Tuesday, March 21, 2017

Week 5: Working with Oral and Aural skills

Hello again, everyone!
This is Week 5 of CALL's Technology in Education's on-line discoveries. See here for my introduction to CALL (Computer Assisted Language Learning). This week's topic is oral and aural skills. Students benefit from on-line resources such as hearing letter sounds pronounced correctly, e.g. on this British phonemic chart.  American and British English are compared here. For some activities and projects sound effects will be more appropriate than phonetic utterances.  Freesound offers a random sound of the day on its "browse" page and requires the user to search by topic. FindSounds offers an extensive menu on its home page, including a "mayhem" section.
Other sites, such as Randall's ESL Cyber Listening Lab, ello and Real English feature dialogues with accompanying exercises and quizzes.

For this week's assignment I created an oral skills activity based on a "grammatical video".
The activity is student interviews with a focus on the verb tenses and vocabulary learned in class. (The activity is not designed to be completed in one class hour. The time required will vary based on the number of students in the class.)
The activity is based on Real English, Lesson 46: "Yesterday"
"A 'grammatical video' featuring 16 people using the past simple forms. Includes the use of ago."
The website is called Real English because the people featured are "real people", native speakers of English in everyday settings, who agree to be briefly interviewed and filmed. The interview question in Lesson 46 is, "What did you do yesterday?"
The video clip in this lesson is just under three and a half minutes long and is followed by 19 exercises. Each exercise is a very short excerpt from the clip, followed by a question or two about the excerpt. The excerpts may be replayed as many times as is necessary to understand the content. The questions are accompanied by guiding hints and/or explanations.

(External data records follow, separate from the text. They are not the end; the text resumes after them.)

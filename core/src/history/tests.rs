//! Tests for the bounded travel history.
//!
//! Covers the cap/eviction and ordering invariants, no-op removal, and
//! persistence across a simulated restart.

use chronolens_types::{TravelKind, TravelRecord};
use tempfile::tempdir;

use super::{HISTORY_CAP, HistoryStore};
use crate::storage::JsonStore;

/// Create a test record with the given id/year.
fn make_record(id: &str, year: i32) -> TravelRecord {
    TravelRecord {
        id: id.to_string(),
        landmark_id: "1".to_string(),
        landmark_name: "Kaaba".to_string(),
        year,
        kind: TravelKind::Past,
        image_uri: format!("data:image/png;base64,{id}"),
        created_at: 1_700_000_000_000,
    }
}

#[test]
fn add_prepends_newest_first() {
    let dir = tempdir().unwrap();
    let mut history = HistoryStore::load(JsonStore::at(dir.path()));

    history.add(make_record("a", 1500)).unwrap();
    history.add(make_record("b", 1600)).unwrap();
    history.add(make_record("c", 1700)).unwrap();

    let ids: Vec<&str> = history.records().iter().map(|r| r.id.as_str()).collect();
    assert_eq!(ids, vec!["c", "b", "a"]);
}

#[test]
fn length_grows_until_cap() {
    let dir = tempdir().unwrap();
    let mut history = HistoryStore::load(JsonStore::at(dir.path()));

    for i in 0..60 {
        let prior = history.len();
        history.add(make_record(&format!("r{i}"), 1000 + i as i32)).unwrap();
        assert_eq!(history.len(), (prior + 1).min(HISTORY_CAP));
    }
    assert_eq!(history.len(), HISTORY_CAP);
}

#[test]
fn fifty_first_add_evicts_exactly_the_oldest() {
    let dir = tempdir().unwrap();
    let mut history = HistoryStore::load(JsonStore::at(dir.path()));

    for i in 0..HISTORY_CAP {
        history.add(make_record(&format!("r{i}"), 1000 + i as i32)).unwrap();
    }
    assert_eq!(history.len(), HISTORY_CAP);
    // Oldest is the very first insert, sitting at the highest index.
    assert_eq!(history.records().last().unwrap().id, "r0");

    history.add(make_record("newest", 2024)).unwrap();

    assert_eq!(history.len(), HISTORY_CAP);
    assert_eq!(history.records()[0].id, "newest");
    // r0 is gone, r1 survives as the new oldest.
    assert_eq!(history.records().last().unwrap().id, "r1");
    assert!(history.records().iter().all(|r| r.id != "r0"));
}

#[test]
fn remove_drops_only_the_matching_record() {
    let dir = tempdir().unwrap();
    let mut history = HistoryStore::load(JsonStore::at(dir.path()));

    history.add(make_record("a", 1500)).unwrap();
    history.add(make_record("b", 1600)).unwrap();
    history.add(make_record("c", 1700)).unwrap();

    history.remove("b").unwrap();

    let ids: Vec<&str> = history.records().iter().map(|r| r.id.as_str()).collect();
    assert_eq!(ids, vec!["c", "a"]);
}

#[test]
fn remove_unknown_id_is_a_noop() {
    let dir = tempdir().unwrap();
    let mut history = HistoryStore::load(JsonStore::at(dir.path()));

    history.add(make_record("a", 1500)).unwrap();
    history.add(make_record("b", 1600)).unwrap();
    let before = history.records().to_vec();

    history.remove("does-not-exist").unwrap();

    assert_eq!(history.records(), before.as_slice());
}

#[test]
fn history_survives_restart() {
    let dir = tempdir().unwrap();

    {
        let mut history = HistoryStore::load(JsonStore::at(dir.path()));
        history.add(make_record("a", 1500)).unwrap();
        history.add(make_record("b", 1600)).unwrap();
    }

    let reloaded = HistoryStore::load(JsonStore::at(dir.path()));
    let ids: Vec<&str> = reloaded.records().iter().map(|r| r.id.as_str()).collect();
    assert_eq!(ids, vec!["b", "a"]);
}

#[test]
fn clear_then_restart_yields_empty() {
    let dir = tempdir().unwrap();

    {
        let mut history = HistoryStore::load(JsonStore::at(dir.path()));
        history.add(make_record("a", 1500)).unwrap();
        history.clear().unwrap();
    }

    let reloaded = HistoryStore::load(JsonStore::at(dir.path()));
    assert!(reloaded.is_empty());
}

#[test]
fn corrupt_persisted_history_loads_empty() {
    let dir = tempdir().unwrap();
    std::fs::write(dir.path().join("travel_history.json"), b"]] nonsense").unwrap();

    let history = HistoryStore::load(JsonStore::at(dir.path()));
    assert!(history.is_empty());
}

#[test]
fn overlong_persisted_history_is_truncated_on_load() {
    let dir = tempdir().unwrap();
    let records: Vec<_> = (0..70).map(|i| make_record(&format!("r{i}"), 1000 + i)).collect();
    JsonStore::at(dir.path()).write("travel_history", &records).unwrap();

    let history = HistoryStore::load(JsonStore::at(dir.path()));
    assert_eq!(history.len(), HISTORY_CAP);
    assert_eq!(history.records()[0].id, "r0");
}
//! First-run onboarding overlay.
//!
//! Three intro steps; finishing fires `on_complete`, which the app root uses
//! to persist the completed flag.

use dioxus::prelude::*;

struct OnboardingStep {
    icon: &'static str,
    title: &'static str,
    description: &'static str,
}

static STEPS: &[OnboardingStep] = &[
    OnboardingStep {
        icon: "fa-solid fa-clock",
        title: "Travel Through Time",
        description: "Explore how cities and landmarks looked hundreds of years ago",
    },
    OnboardingStep {
        icon: "fa-solid fa-compass",
        title: "Glimpse the Future",
        description: "See AI-powered visions of how places might evolve in coming centuries",
    },
    OnboardingStep {
        icon: "fa-solid fa-camera",
        title: "Photo Time Machine",
        description: "Transform your own photos to see their past and future instantly",
    },
];

#[component]
pub fn Onboarding(on_complete: EventHandler<()>) -> Element {
    let mut current_step = use_signal(|| 0usize);

    let step_idx = current_step();
    let step = &STEPS[step_idx];
    let is_last = step_idx == STEPS.len() - 1;

    let on_next = move |_| {
        if is_last {
            on_complete.call(());
        } else {
            current_step.set(step_idx + 1);
        }
    };

    rsx! {
        div { class: "modal-backdrop onboarding",
            div { class: "onboarding-panel",
                div { class: "onboarding-icon",
                    i { class: "{step.icon}" }
                }
                h2 { "{step.title}" }
                p { class: "onboarding-description", "{step.description}" }

                div { class: "step-dots",
                    for (idx, _) in STEPS.iter().enumerate() {
                        div {
                            class: if idx == step_idx { "step-dot active" } else { "step-dot" },
                        }
                    }
                }

                button {
                    class: "btn btn-generate",
                    onclick: on_next,
                    if is_last { "Get Started" } else { "Next" }
                }

                if !is_last {
                    button {
                        class: "btn btn-skip",
                        onclick: move |_| on_complete.call(()),
                        "Skip"
                    }
                }
            }
        }
    }
}
//! Tests for the slider year/offset mapping and drag gesture lifecycle.

use super::{DragGesture, YearScale};

const TRACK: f64 = 640.0;

#[test]
fn initial_thumb_position_is_proportional() {
    let scale = YearScale::new(1000, 2024);

    let offset = scale.offset_for_year(1512, TRACK);
    let expected = (1512.0 - 1000.0) / 1024.0 * TRACK;
    assert!((offset - expected).abs() < 1e-9);
}

#[test]
fn bounds_map_to_track_ends() {
    let scale = YearScale::new(1000, 2024);

    assert_eq!(scale.offset_for_year(1000, TRACK), 0.0);
    assert_eq!(scale.offset_for_year(2024, TRACK), TRACK);
}

#[test]
fn full_width_drag_releases_max_year() {
    let scale = YearScale::new(1000, 2024);

    let mut gesture = DragGesture::begin(0.0, TRACK);
    gesture.update(TRACK);
    assert_eq!(gesture.release(&scale), 2024);
}

#[test]
fn half_track_drag_releases_midpoint_year() {
    let scale = YearScale::new(1000, 2024);

    let mut gesture = DragGesture::begin(0.0, TRACK);
    gesture.update(TRACK / 2.0);
    let expected = 1000 + (0.5 * 1024.0_f64).round() as i32;
    assert_eq!(gesture.release(&scale), expected);
}

#[test]
fn no_year_is_produced_during_motion() {
    let scale = YearScale::new(2026, 2500);

    // A gesture only yields a year at release; every intermediate move
    // reports an offset for rendering and nothing else.
    let mut gesture = DragGesture::begin(100.0, TRACK);
    let offsets: Vec<f64> = [10.0, 55.0, -30.0, 200.0]
        .iter()
        .map(|dx| gesture.update(*dx))
        .collect();
    assert_eq!(offsets.len(), 4);

    let year = gesture.release(&scale);
    assert!((2026..=2500).contains(&year));
}

#[test]
fn drag_past_track_bounds_clamps() {
    let scale = YearScale::new(1000, 2024);

    let mut gesture = DragGesture::begin(300.0, TRACK);
    assert_eq!(gesture.update(10_000.0), TRACK);
    assert_eq!(gesture.release(&scale), 2024);

    let mut gesture = DragGesture::begin(300.0, TRACK);
    assert_eq!(gesture.update(-10_000.0), 0.0);
    assert_eq!(gesture.release(&scale), 1000);
}

#[test]
fn moves_are_cumulative_from_the_base_offset() {
    let scale = YearScale::new(1000, 2024);

    let base = scale.offset_for_year(1512, TRACK);
    let mut gesture = DragGesture::begin(base, TRACK);
    gesture.update(50.0);
    // A later smaller delta moves the thumb back toward the base.
    let offset = gesture.update(20.0);
    assert!((offset - (base + 20.0)).abs() < 1e-9);
    let _ = gesture.release(&scale);
}

#[test]
fn marker_step_follows_span() {
    assert_eq!(YearScale::new(0, 2000).marker_step(), 500);
    assert_eq!(YearScale::new(1000, 1800).marker_step(), 100);
    assert_eq!(YearScale::new(1900, 2100).marker_step(), 50);
}

#[test]
fn markers_never_pass_max_year() {
    let scale = YearScale::new(1000, 2024);
    let markers: Vec<i32> = scale.markers().collect();

    assert_eq!(markers, vec![1000, 1500, 2000]);
    assert!(markers.iter().all(|&m| m <= 2024));
}

#[test]
fn markers_include_max_year_when_aligned() {
    let scale = YearScale::new(1000, 2000);
    let markers: Vec<i32> = scale.markers().collect();
    assert_eq!(markers, vec![1000, 1100, 1200, 1300, 1400, 1500, 1600, 1700, 1800, 1900, 2000]);
}

#[test]
fn year_round_trips_through_offset() {
    let scale = YearScale::new(2026, 2500);
    for year in [2026, 2100, 2263, 2499, 2500] {
        let offset = scale.offset_for_year(year, TRACK);
        assert_eq!(scale.year_at_offset(offset, TRACK), year);
    }
}
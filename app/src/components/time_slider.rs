//! Year range slider.
//!
//! A draggable thumb over a fixed-width track, mapping the drag position to
//! an integer year. The thumb follows the pointer live, but `on_year_change`
//! fires exactly once, at gesture release. While no gesture is active the
//! thumb position is derived from the `current_year` prop, so external year
//! changes sync into the control without echoing back through the callback.

use chronolens_core::slider::{DragGesture, YearScale};
use dioxus::prelude::*;

/// Fixed track width in pixels; must match the `.slider-track` CSS width.
const TRACK_WIDTH: f64 = 640.0;

#[component]
pub fn TimeSlider(
    min_year: i32,
    max_year: i32,
    current_year: i32,
    is_past: bool,
    on_year_change: EventHandler<i32>,
) -> Element {
    let scale = YearScale::new(min_year, max_year);

    // In-flight gesture, if any, plus the pointer x captured at press.
    let mut gesture = use_signal(|| None::<DragGesture>);
    let mut drag_origin_x = use_signal(|| 0.0f64);

    let thumb_offset = match *gesture.read() {
        Some(active) => active.offset(),
        None => scale.offset_for_year(current_year, TRACK_WIDTH),
    };
    let fill_pct = thumb_offset / TRACK_WIDTH * 100.0;
    let theme = if is_past { "past" } else { "future" };
    let dragging = gesture.read().is_some();

    rsx! {
        div { class: "time-slider",
            // While dragging, a full-window transparent layer captures the
            // pointer so the gesture survives leaving the thumb.
            if dragging {
                div {
                    class: "slider-drag-overlay",
                    onmousemove: move |e| {
                        let dx = e.client_coordinates().x - drag_origin_x();
                        if let Some(active) = gesture.write().as_mut() {
                            active.update(dx);
                        }
                    },
                    onmouseup: move |_| {
                        let finished = gesture.write().take();
                        if let Some(active) = finished {
                            on_year_change.call(active.release(&scale));
                        }
                    },
                }
            }

            div { class: "slider-track",
                div {
                    class: "slider-fill {theme}",
                    style: "width: {fill_pct}%;",
                }
                for year in scale.markers() {
                    {
                        let left = scale.offset_for_year(year, TRACK_WIDTH);
                        rsx! {
                            div {
                                key: "{year}",
                                class: "slider-marker",
                                style: "left: {left}px;",
                                span { class: "marker-label", "{year}" }
                            }
                        }
                    }
                }
            }

            div {
                class: "slider-thumb {theme}",
                style: "left: {thumb_offset}px;",
                onmousedown: move |e| {
                    drag_origin_x.set(e.client_coordinates().x);
                    let base = scale.offset_for_year(current_year, TRACK_WIDTH);
                    gesture.set(Some(DragGesture::begin(base, TRACK_WIDTH)));
                },
                div { class: "slider-thumb-inner" }
            }
        }
    }
}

To start the activity, the video will be projected onto a screen for the class to view together and some, whatever the class can do in 20 minutes, of the 19 exercises will be completed. For the current activity the main purpose of the exercises is to give the students guidance for their projects. If more computers are available for student use, or if the Real English Lesson is being used as one of several stations, then students may work in small groups or individually.
After the exercises, the class will discusses possible questions modeled on "What did you do yesterday?", vote on a question and separate into groups of four or five, depending on the number of students in the class. If the class is capable of quickly deciding on several questions, up to as many questions as there are groups, that is an option.
In the Real English interviews in Lesson 46, the grammatical tense is controlled by the question, "What DID you do yesterday?" Not surprisingly a varied selection of responses using the past simple tense was the result. For their projects students will tailor their questions, and answers, to a tense they are studying. Students may put themselves in a setting and invent answers.

Pretending to stand on the street, as in the video:
Where WERE you GOING before I asked you for this interview? (past progressive)
I was going to my office.
I was walking to school.
I was jogging to the park.

Using vocabulary about professions:
What WILL you DO after you graduate university? (simple future)
I will be a doctor and work in a hospital.
I will be a teacher and teach in a school.
I will be an actor/actress and perform in plays.

The question can be changed slightly but significantly if students do not want to vary their projects much from the Real English model: What did you do last summer, last week, during your last vacation, etc.
The four/five members of each group will take turns being the interviewer, interviewees and video-camera (Smartphone) person.
Using the exercises in the Real English Lesson as a guide, each group will compose three questions based on the members' responses to the original interview question. Each group will present their video to the rest of the class and ask them the three questions.
All of the questions asked by an interviewer are in the second person singular and all of the answers by an interviewee are in the first person singular. The questions asked ABOUT the interview provide an opportunity to utilize other conjugations:
What was she doing before the interview?
Who will be a doctor after graduating university?
Was (student's name) jogging to the park before the interview?